• _WHAT IS REQUIRED_
Start the output with the opening line of the listing below and continue, reproducing each line exactly, up to and including the line that contains "when no sale".

### DATA SHOWN ###

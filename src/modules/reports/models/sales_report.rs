use std::collections::BTreeMap;

use serde::{Deserialize, Serialize};
use uuid::Uuid;

/// Per-date sales bucket inside a product aggregate
#[derive(Debug, Clone, PartialEq, Serialize, Deserialize)]
pub struct DateTransaction {
    pub date_transaction: String,
    pub total_sales: f64,
}

/// Sales aggregated for one product across the requested period.
///
/// `transactions` holds one entry per period date (zero-filled when no sale
/// fell on that date), keyed by the YYYY-MM-DD date string; the BTreeMap
/// keeps the JSON output in chronological order.
#[derive(Debug, Clone, PartialEq, Serialize, Deserialize)]
pub struct ProductAggregate {
    pub product_id: Uuid,
    pub product_name: String,
    pub transactions: BTreeMap<String, DateTransaction>,
    pub transactions_total: f64,
}

/// Sales aggregated for one category, carrying its products in first-seen
/// order across the input sale list
#[derive(Debug, Clone, PartialEq, Serialize, Deserialize)]
pub struct CategoryAggregate {
    pub category_id: i64,
    pub category_name: String,
    pub category_total: f64,
    pub products: Vec<ProductAggregate>,
}

impl ProductAggregate {
    /// Create an empty product aggregate with a zero bucket for every period date
    pub fn new(product_id: Uuid, product_name: String, period: &[String]) -> Self {
        let transactions = period
            .iter()
            .map(|date| {
                (
                    date.clone(),
                    DateTransaction {
                        date_transaction: date.clone(),
                        total_sales: 0.0,
                    },
                )
            })
            .collect();

        Self {
            product_id,
            product_name,
            transactions,
            transactions_total: 0.0,
        }
    }

    /// Sales total for one period date; 0 when the date is outside the period
    pub fn sales_on(&self, date: &str) -> f64 {
        self.transactions
            .get(date)
            .map(|t| t.total_sales)
            .unwrap_or(0.0)
    }
}

impl CategoryAggregate {
    pub fn new(category_id: i64, category_name: String) -> Self {
        Self {
            category_id,
            category_name,
            category_total: 0.0,
            products: Vec::new(),
        }
    }
}
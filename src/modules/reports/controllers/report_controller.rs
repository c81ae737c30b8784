use std::sync::Arc;

use actix_web::{web, HttpResponse};
use serde::Deserialize;
use sqlx::MySqlPool;

use crate::config::Config;
use crate::core::AppError;
use crate::modules::reports::services::exporter::EXPORT_FILE_NAME;
use crate::modules::reports::services::ReportService;
use crate::modules::sales::repositories::MySqlSaleRepository;

const XLSX_CONTENT_TYPE: &str =
    "application/vnd.openxmlformats-officedocument.spreadsheetml.sheet";

/// Query parameters for the sales report endpoints
#[derive(Debug, Deserialize)]
pub struct SalesReportQuery {
    /// Start of the reporting period (inclusive, format: YYYY-MM-DD)
    pub start_date: String,
    /// End of the reporting period (inclusive, format: YYYY-MM-DD)
    pub end_date: String,
    /// Optional category filter; absent or 0 means no filter
    #[serde(default)]
    pub category_id: Option<i64>,
}

fn report_service(pool: &MySqlPool, config: &Config) -> ReportService {
    let sale_repo = Arc::new(MySqlSaleRepository::new(pool.clone()));
    ReportService::new(sale_repo).with_max_report_days(config.app.max_report_days as usize)
}

/// Sales report grouped by category, product and date
/// GET /report
pub async fn get_sales_report(
    pool: web::Data<MySqlPool>,
    config: web::Data<Config>,
    query: web::Query<SalesReportQuery>,
) -> Result<HttpResponse, AppError> {
    let report = report_service(pool.get_ref(), config.get_ref())
        .sales_report(&query.start_date, &query.end_date, query.category_id)
        .await?;

    Ok(HttpResponse::Ok().json(report))
}

/// Sales report rendered as a downloadable XLSX document
/// GET /report/export
pub async fn export_sales_report(
    pool: web::Data<MySqlPool>,
    config: web::Data<Config>,
    query: web::Query<SalesReportQuery>,
) -> Result<HttpResponse, AppError> {
    let workbook = report_service(pool.get_ref(), config.get_ref())
        .export_sales_report(&query.start_date, &query.end_date, query.category_id)
        .await?;

    Ok(HttpResponse::Ok()
        .content_type(XLSX_CONTENT_TYPE)
        .insert_header((
            "Content-Disposition",
            format!("attachment; filename=\"{}\"", EXPORT_FILE_NAME),
        ))
        .body(workbook))
}

/// Configure report routes
pub fn configure(cfg: &mut web::ServiceConfig) {
    cfg.service(
        web::scope("/report")
            .route("", web::get().to(get_sales_report))
            .route("/export", web::get().to(export_sales_report)),
    );
}
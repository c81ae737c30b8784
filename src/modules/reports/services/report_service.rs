use std::sync::Arc;

use tracing::{info, warn};

use crate::core::{AppError, Result};
use crate::modules::reports::models::CategoryAggregate;
use crate::modules::reports::services::aggregator::aggregate_sales;
use crate::modules::reports::services::exporter::render_workbook;
use crate::modules::reports::services::period::{date_range, parse_report_date};
use crate::modules::sales::repositories::SaleRepository;

/// Default upper bound on the report span: one leap year, inclusive
pub const DEFAULT_MAX_REPORT_DAYS: usize = 366;

/// Service producing sales reports over a date range with an optional
/// category filter
pub struct ReportService {
    sale_repo: Arc<dyn SaleRepository>,
    max_report_days: usize,
}

impl ReportService {
    pub fn new(sale_repo: Arc<dyn SaleRepository>) -> Self {
        Self {
            sale_repo,
            max_report_days: DEFAULT_MAX_REPORT_DAYS,
        }
    }

    pub fn with_max_report_days(mut self, max_report_days: usize) -> Self {
        self.max_report_days = max_report_days;
        self
    }

    /// Build the category → product → date aggregate tree for the range.
    ///
    /// Dates must be YYYY-MM-DD. A reversed range is not an error: it yields
    /// an empty period and an empty report. Ranges spanning more than the
    /// configured maximum number of days are rejected, since period length is
    /// the only unbounded scaling axis of the report.
    pub async fn sales_report(
        &self,
        start_date: &str,
        end_date: &str,
        category_id: Option<i64>,
    ) -> Result<Vec<CategoryAggregate>> {
        let (report, _period) = self.build_report(start_date, end_date, category_id).await?;
        Ok(report)
    }

    /// Build the aggregate tree and render it as an XLSX document
    pub async fn export_sales_report(
        &self,
        start_date: &str,
        end_date: &str,
        category_id: Option<i64>,
    ) -> Result<Vec<u8>> {
        let (report, period) = self.build_report(start_date, end_date, category_id).await?;
        render_workbook(&report, &period)
    }

    /// Shared parse / validate / fetch / aggregate pipeline; returns the
    /// period alongside the tree so the exporter can reuse it
    async fn build_report(
        &self,
        start_date: &str,
        end_date: &str,
        category_id: Option<i64>,
    ) -> Result<(Vec<CategoryAggregate>, Vec<String>)> {
        let start = parse_report_date(start_date)?;
        let end = parse_report_date(end_date)?;

        let period = date_range(start, end);
        if period.len() > self.max_report_days {
            return Err(AppError::validation(format!(
                "Date range too large: {} days (maximum {} days)",
                period.len(),
                self.max_report_days
            )));
        }

        info!(
            "Generating sales report: start={}, end={}, category={:?}",
            start, end, category_id
        );

        let sales = self
            .sale_repo
            .sales_by_category(start, end, category_id)
            .await?;

        let report = aggregate_sales(&sales, &period);

        if report.is_empty() {
            warn!("Empty sales report generated for period {} to {}", start, end);
        } else {
            info!(
                "Sales report generated: {} categories, {} sales",
                report.len(),
                sales.len()
            );
        }

        Ok((report, period))
    }
}
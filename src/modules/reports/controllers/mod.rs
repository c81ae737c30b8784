pub mod report_controller;
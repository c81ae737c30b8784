// Property-based tests for report period generation
//
// For every valid start <= end range the period must contain exactly
// (end - start).days + 1 entries, strictly ascending, with both endpoints
// included. Reversed ranges yield an empty period, never an error.

use chrono::{Duration, NaiveDate};
use proptest::prelude::*;

use warungpos::reports::services::period::{date_range, generate_period};

fn base_date() -> NaiveDate {
    NaiveDate::from_ymd_opt(1990, 1, 1).unwrap()
}

proptest! {
    #[test]
    fn test_period_length_matches_day_count(
        start_offset in 0i64..20_000,
        len in 1i64..400
    ) {
        let start = base_date() + Duration::days(start_offset);
        let end = start + Duration::days(len - 1);

        let period = date_range(start, end);

        prop_assert_eq!(period.len() as i64, len);
        prop_assert_eq!(period.first().unwrap(), &start.format("%Y-%m-%d").to_string());
        prop_assert_eq!(period.last().unwrap(), &end.format("%Y-%m-%d").to_string());
    }

    #[test]
    fn test_period_is_strictly_ascending(
        start_offset in 0i64..20_000,
        len in 1i64..400
    ) {
        let start = base_date() + Duration::days(start_offset);
        let end = start + Duration::days(len - 1);

        let period = date_range(start, end);

        prop_assert!(period.windows(2).all(|pair| pair[0] < pair[1]));
    }

    #[test]
    fn test_period_entries_are_contiguous_days(
        start_offset in 0i64..20_000,
        len in 1i64..400
    ) {
        let start = base_date() + Duration::days(start_offset);
        let end = start + Duration::days(len - 1);

        let period = date_range(start, end);

        for (i, date) in period.iter().enumerate() {
            let expected = start + Duration::days(i as i64);
            prop_assert_eq!(date, &expected.format("%Y-%m-%d").to_string());
        }
    }

    #[test]
    fn test_reversed_range_is_empty(
        start_offset in 1i64..20_000,
        gap in 1i64..400
    ) {
        let end = base_date() + Duration::days(start_offset);
        let start = end + Duration::days(gap);

        prop_assert!(date_range(start, end).is_empty());
    }
}

#[test]
fn test_generate_period_parses_endpoints() {
    let period = generate_period("2024-01-01", "2024-01-03").unwrap();
    assert_eq!(period, vec!["2024-01-01", "2024-01-02", "2024-01-03"]);
}

#[test]
fn test_generate_period_rejects_malformed_dates() {
    assert!(generate_period("2024/01/01", "2024-01-03").is_err());
    assert!(generate_period("2024-01-01", "2024-02-30").is_err());
    assert!(generate_period("", "2024-01-03").is_err());
}

#[test]
fn test_generate_period_zero_width_range() {
    let period = generate_period("2024-06-15", "2024-06-15").unwrap();
    assert_eq!(period, vec!["2024-06-15"]);
}
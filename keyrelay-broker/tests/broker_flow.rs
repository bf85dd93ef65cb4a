use async_trait::async_trait;
use axum::Router;
use axum::body::Body;
use axum::http::{Request, StatusCode, header::AUTHORIZATION};
use serde_json::json;
use std::collections::BTreeMap;
use std::sync::Arc;
use std::sync::atomic::{AtomicUsize, Ordering};
use std::time::Duration;
use tower::ServiceExt;

use keyrelay_broker::AppState;
use keyrelay_broker::auth::TokenRegistry;
use keyrelay_core::audit::{AuditOutcome, MemorySink};
use keyrelay_core::backend::SecretsBackend;
use keyrelay_core::backend::memory::MemoryBackend;
use keyrelay_core::{Broker, Capability, PolicySet, Result, SecretPath, SecretValue};

/// Memory backend that counts fetches and holds each one open briefly so
/// concurrent requests overlap.
#[derive(Default)]
struct CountingBackend {
    inner: MemoryBackend,
    fetches: AtomicUsize,
}

#[async_trait]
impl SecretsBackend for CountingBackend {
    fn name(&self) -> &str {
        "counting"
    }

    async fn fetch(&self, path: &SecretPath) -> Result<Option<SecretValue>> {
        self.fetches.fetch_add(1, Ordering::SeqCst);
        tokio::time::sleep(Duration::from_millis(30)).await;
        self.inner.fetch(path).await
    }

    async fn store(
        &self,
        path: &SecretPath,
        fields: BTreeMap<String, String>,
        expected_version: Option<u64>,
    ) -> Result<u64> {
        self.inner.store(path, fields, expected_version).await
    }

    async fn rotate(&self, path: &SecretPath) -> Result<SecretValue> {
        self.inner.rotate(path).await
    }

    async fn delete(&self, path: &SecretPath) -> Result<()> {
        self.inner.delete(path).await
    }
}

struct Fixture {
    router: Router,
    backend: Arc<CountingBackend>,
    sink: Arc<MemorySink>,
}

async fn fixture() -> Fixture {
    let backend = Arc::new(CountingBackend::default());
    let mut fields = BTreeMap::new();
    fields.insert("password".to_string(), "hunter2".to_string());
    backend
        .store(&SecretPath::parse("secret/db").unwrap(), fields, None)
        .await
        .expect("seed secret");

    let policy = PolicySet::new()
        .allow("app", "secret", [
            Capability::Read,
            Capability::Write,
            Capability::Rotate,
        ])
        .unwrap()
        .allow("auditor", "secret", [Capability::Read])
        .unwrap();

    let sink = Arc::new(MemorySink::new());
    let broker = Broker::builder()
        .backend(backend.clone())
        .policy(policy)
        .audit_sink(sink.clone())
        .build()
        .expect("broker");

    let tokens =
        TokenRegistry::from_pairs([("tok-app", "app"), ("tok-auditor", "auditor")]).unwrap();
    let state = AppState::new(Arc::new(broker), Arc::new(tokens));

    Fixture {
        router: keyrelay_broker::http::router(state),
        backend,
        sink,
    }
}

fn get(path: &str, token: &str) -> Request<Body> {
    Request::builder()
        .method("GET")
        .uri(path)
        .header(AUTHORIZATION, format!("Bearer {token}"))
        .body(Body::empty())
        .unwrap()
}

#[tokio::test]
async fn concurrent_cold_requests_share_one_backend_fetch() {
    let fx = fixture().await;

    let mut handles = Vec::new();
    for _ in 0..6 {
        let app = fx.router.clone();
        handles.push(tokio::spawn(async move {
            app.oneshot(get("/v1/secret/secret/db", "tok-app")).await
        }));
    }

    for handle in handles {
        let response = handle.await.unwrap().unwrap();
        assert_eq!(response.status(), StatusCode::OK);
    }
    assert_eq!(fx.backend.fetches.load(Ordering::SeqCst), 1);

    // Every served value was individually authorized and audited.
    let events = fx.sink.events();
    assert_eq!(events.len(), 6);
    assert!(
        events
            .iter()
            .all(|e| matches!(e.outcome, AuditOutcome::Granted { .. }))
    );
}

#[tokio::test]
async fn pipeline_audits_hits_misses_and_denials() {
    let fx = fixture().await;

    let response = fx
        .router
        .clone()
        .oneshot(get("/v1/secret/secret/db", "tok-app"))
        .await
        .unwrap();
    assert_eq!(response.status(), StatusCode::OK);

    let response = fx
        .router
        .clone()
        .oneshot(get("/v1/secret/secret/db", "tok-auditor"))
        .await
        .unwrap();
    assert_eq!(response.status(), StatusCode::OK);

    let denied = Request::builder()
        .method("PUT")
        .uri("/v1/secret/secret/db")
        .header("content-type", "application/json")
        .header(AUTHORIZATION, "Bearer tok-auditor")
        .body(Body::from(
            json!({ "fields": { "password": "nope" } }).to_string(),
        ))
        .unwrap();
    let response = fx.router.clone().oneshot(denied).await.unwrap();
    assert_eq!(response.status(), StatusCode::FORBIDDEN);

    let events = fx.sink.events();
    assert_eq!(events.len(), 3);
    assert_eq!(events[0].outcome, AuditOutcome::Granted { cache_hit: false });
    assert_eq!(events[1].outcome, AuditOutcome::Granted { cache_hit: true });
    assert!(matches!(events[2].outcome, AuditOutcome::Denied { .. }));
    assert_eq!(events[2].capability, Capability::Write);

    // The denied write never reached the backend.
    assert_eq!(fx.backend.fetches.load(Ordering::SeqCst), 1);
}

###

• _SOLUTION FOR THIS TASK_
filename src/modules/reports/models/sales_report.rs
use std::collections::BTreeMap;

use serde::{Deserialize, Serialize};
use uuid::Uuid;

/// Per-date sales bucket inside a product aggregate
#[derive(Debug, Clone, PartialEq, Serialize, Deserialize)]
pub struct DateTransaction {
    pub date_transaction: String,
    pub total_sales: f64,
}

/// Sales aggregated for one product across the requested period.
///
/// `transactions` holds one entry per period date (zero-filled when no sale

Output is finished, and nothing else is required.